Faictes-le pour tuer l’ardeur qui me consume.
Car je cognois qu’ainsi ma flame se ralume :
Plus on presse mon mal, plus il fuit au dedans,
Et mes désirs en sont mille fois plus ardans.
A l’abord d’un censeur je sens que mon martyre
De dépit et d’horreur dans mes os se retire ;
Amour ne faict alors que renforcer ses traicts
Et donne à ma maistresse encores plus d’attraicts.
Ainsi je trouve bon que chacun me censure.
Afin que mon tourment davantage me dure.
Pour conserver mon mal je fais ce que je puis.

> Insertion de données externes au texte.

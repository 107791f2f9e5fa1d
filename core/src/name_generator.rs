//! Deterministic company and merchant names for synthetic datasets.
//!
//! Same RNG stream in, same names out.

use crate::rng::StreamRng;

pub struct NameGenerator;

impl NameGenerator {
    /// "Prefix Industry Suffix N", e.g. "Summit Analytics Group 17".
    /// The ordinal keeps names unique within one dataset.
    pub fn company_name(rng: &mut StreamRng, ordinal: usize) -> String {
        format!(
            "{} {} {} {}",
            rng.pick(Self::prefixes()),
            rng.pick(Self::industries()),
            rng.pick(Self::suffixes()),
            ordinal
        )
    }

    /// "<Brand> <first word of category>", e.g. "Premier Hotels".
    pub fn merchant_name(rng: &mut StreamRng, category: &str) -> String {
        let head = category.split_whitespace().next().unwrap_or(category);
        format!("{} {}", rng.pick(Self::merchant_brands()), head)
    }

    fn prefixes() -> &'static [&'static str] {
        &[
            "Apex", "Global", "Horizon", "Nexus", "Pinnacle", "Quantum", "Stellar",
            "Summit", "Velocity", "Fusion", "Innovation", "Meridian", "Atlas", "Vertex",
        ]
    }

    fn industries() -> &'static [&'static str] {
        &[
            "Technologies", "Consulting", "Analytics", "Financial", "Logistics",
            "Systems", "Ventures", "Dynamics", "Industries", "Labs", "Solutions",
        ]
    }

    fn suffixes() -> &'static [&'static str] {
        &["Inc", "Ltd", "Corp", "Group", "LLC", "Holdings", "Partners"]
    }

    fn merchant_brands() -> &'static [&'static str] {
        &["Acme", "Global", "Premier", "Express"]
    }
}

#[cfg(test)]
mod tests {
    use super::*;
    use crate::rng::{RngBank, StreamSlot};

    #[test]
    fn company_names_are_deterministic() {
        let mut a = RngBank::new(12345).for_stream(StreamSlot::Customers);
        let mut b = RngBank::new(12345).for_stream(StreamSlot::Customers);
        for i in 1..=20 {
            assert_eq!(NameGenerator::company_name(&mut a, i), NameGenerator::company_name(&mut b, i));
        }
    }

    #[test]
    fn company_names_have_four_parts_and_end_with_ordinal() {
        let mut rng = RngBank::new(12345).for_stream(StreamSlot::Customers);
        for i in 1..=50 {
            let name = NameGenerator::company_name(&mut rng, i);
            let parts: Vec<&str> = name.split_whitespace().collect();
            assert_eq!(parts.len(), 4, "unexpected company name shape: {name}");
            assert_eq!(parts[3], i.to_string());
        }
    }

    #[test]
    fn merchant_name_uses_first_word_of_category() {
        let mut rng = RngBank::new(1).for_stream(StreamSlot::Transactions);
        let name = NameGenerator::merchant_name(&mut rng, "Hotels & Lodging");
        assert!(name.ends_with(" Hotels"), "got {name}");
    }
}
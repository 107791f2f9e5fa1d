//! In-memory customer store for tests and dry runs.

use super::CustomerStore;
use crate::{
    aggregate::TransactionStats,
    customer::{CustomerRecord, DerivedFields},
    error::{SegError, SegResult},
    transaction::TransactionRecord,
};
use std::sync::{Mutex, MutexGuard};

#[derive(Default)]
struct Inner {
    customers: Vec<CustomerRecord>,
    transactions: Vec<TransactionRecord>,
    updates: usize,
    /// Fail every update once this many have succeeded.
    fail_after: Option<usize>,
}

#[derive(Default)]
pub struct MemoryStore {
    inner: Mutex<Inner>,
}

impl MemoryStore {
    pub fn new() -> Self {
        Self::default()
    }

    pub fn with_data(customers: Vec<CustomerRecord>, transactions: Vec<TransactionRecord>) -> Self {
        Self {
            inner: Mutex::new(Inner {
                customers,
                transactions,
                ..Default::default()
            }),
        }
    }

    /// Number of successful customer updates since creation.
    pub fn update_count(&self) -> usize {
        self.lock().map(|inner| inner.updates).unwrap_or(0)
    }

    /// Make every customer update after the first `n` successful ones fail.
    pub fn fail_updates_after(&self, n: usize) {
        if let Ok(mut inner) = self.lock() {
            inner.fail_after = Some(n);
        }
    }

    pub fn clear_failure(&self) {
        if let Ok(mut inner) = self.lock() {
            inner.fail_after = None;
        }
    }

    fn lock(&self) -> SegResult<MutexGuard<'_, Inner>> {
        self.inner.lock().map_err(|_| SegError::Storage {
            op: "lock",
            detail: "memory store mutex poisoned".into(),
        })
    }

    fn update_with(
        &self,
        op: &'static str,
        customer_id: &str,
        apply: impl FnOnce(&mut CustomerRecord),
    ) -> SegResult<()> {
        let mut inner = self.lock()?;
        if inner.fail_after.is_some_and(|n| inner.updates >= n) {
            return Err(SegError::Storage {
                op,
                detail: format!("injected failure updating {customer_id}"),
            });
        }
        // Unknown ids are a no-op, as with an UPDATE matching zero rows.
        if let Some(customer) = inner.customers.iter_mut().find(|c| c.id == customer_id) {
            apply(customer);
        }
        inner.updates += 1;
        Ok(())
    }
}

impl CustomerStore for MemoryStore {
    fn find_customers(&self, limit: usize) -> SegResult<Vec<CustomerRecord>> {
        Ok(self.lock()?.customers.iter().take(limit).cloned().collect())
    }

    fn find_customer(&self, customer_id: &str) -> SegResult<Option<CustomerRecord>> {
        Ok(self.lock()?.customers.iter().find(|c| c.id == customer_id).cloned())
    }

    fn find_transactions(&self, customer_id: &str, limit: usize) -> SegResult<Vec<TransactionRecord>> {
        Ok(self
            .lock()?
            .transactions
            .iter()
            .filter(|t| t.customer_id == customer_id)
            .take(limit)
            .cloned()
            .collect())
    }

    fn update_customer_derived_fields(&self, customer_id: &str, fields: &DerivedFields) -> SegResult<()> {
        self.update_with("update_customer_derived_fields", customer_id, |c| c.apply_derived(fields))
    }

    fn update_customer_stats(&self, customer_id: &str, stats: &TransactionStats) -> SegResult<()> {
        self.update_with("update_customer_stats", customer_id, |c| c.apply_stats(stats))
    }

    fn insert_customers(&self, customers: &[CustomerRecord]) -> SegResult<()> {
        self.lock()?.customers.extend_from_slice(customers);
        Ok(())
    }

    fn insert_transactions(&self, transactions: &[TransactionRecord]) -> SegResult<()> {
        self.lock()?.transactions.extend_from_slice(transactions);
        Ok(())
    }

    fn count_transactions(&self) -> SegResult<u64> {
        Ok(self.lock()?.transactions.len() as u64)
    }

    fn reset(&self) -> SegResult<()> {
        let mut inner = self.lock()?;
        inner.customers.clear();
        inner.transactions.clear();
        Ok(())
    }
}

Et, me croyant heureux, sans doute je le suis.
Je ne recherche point de Dieux ny de fortune ;
Ce qu’ils font au dessous ou pardessus la lune
Pour le bien des mortels, tout m’est indiffèrent,
Excepté le plaisir que ma peine me rend.
Je croy que mon servage est digne de louange,
Je croy que ma maistresse est belle comme un ange,
Qu’elle mérite bien d’avoir lié ma foy,
S’il est vray que son ame ait de l’amour pour moy ;
Elle me l’a juré : la promesse est un gage
Où la foy tient le cœur avecque le langage.
Je suis bien peu dévot d’avoir quitté ses yeux ;
Je suis trop nonchalant d’un bien si précieux.
Je ne devrois jamais esloigner ce visage
Qu’après que de mes sens j’auray perdu l’usage.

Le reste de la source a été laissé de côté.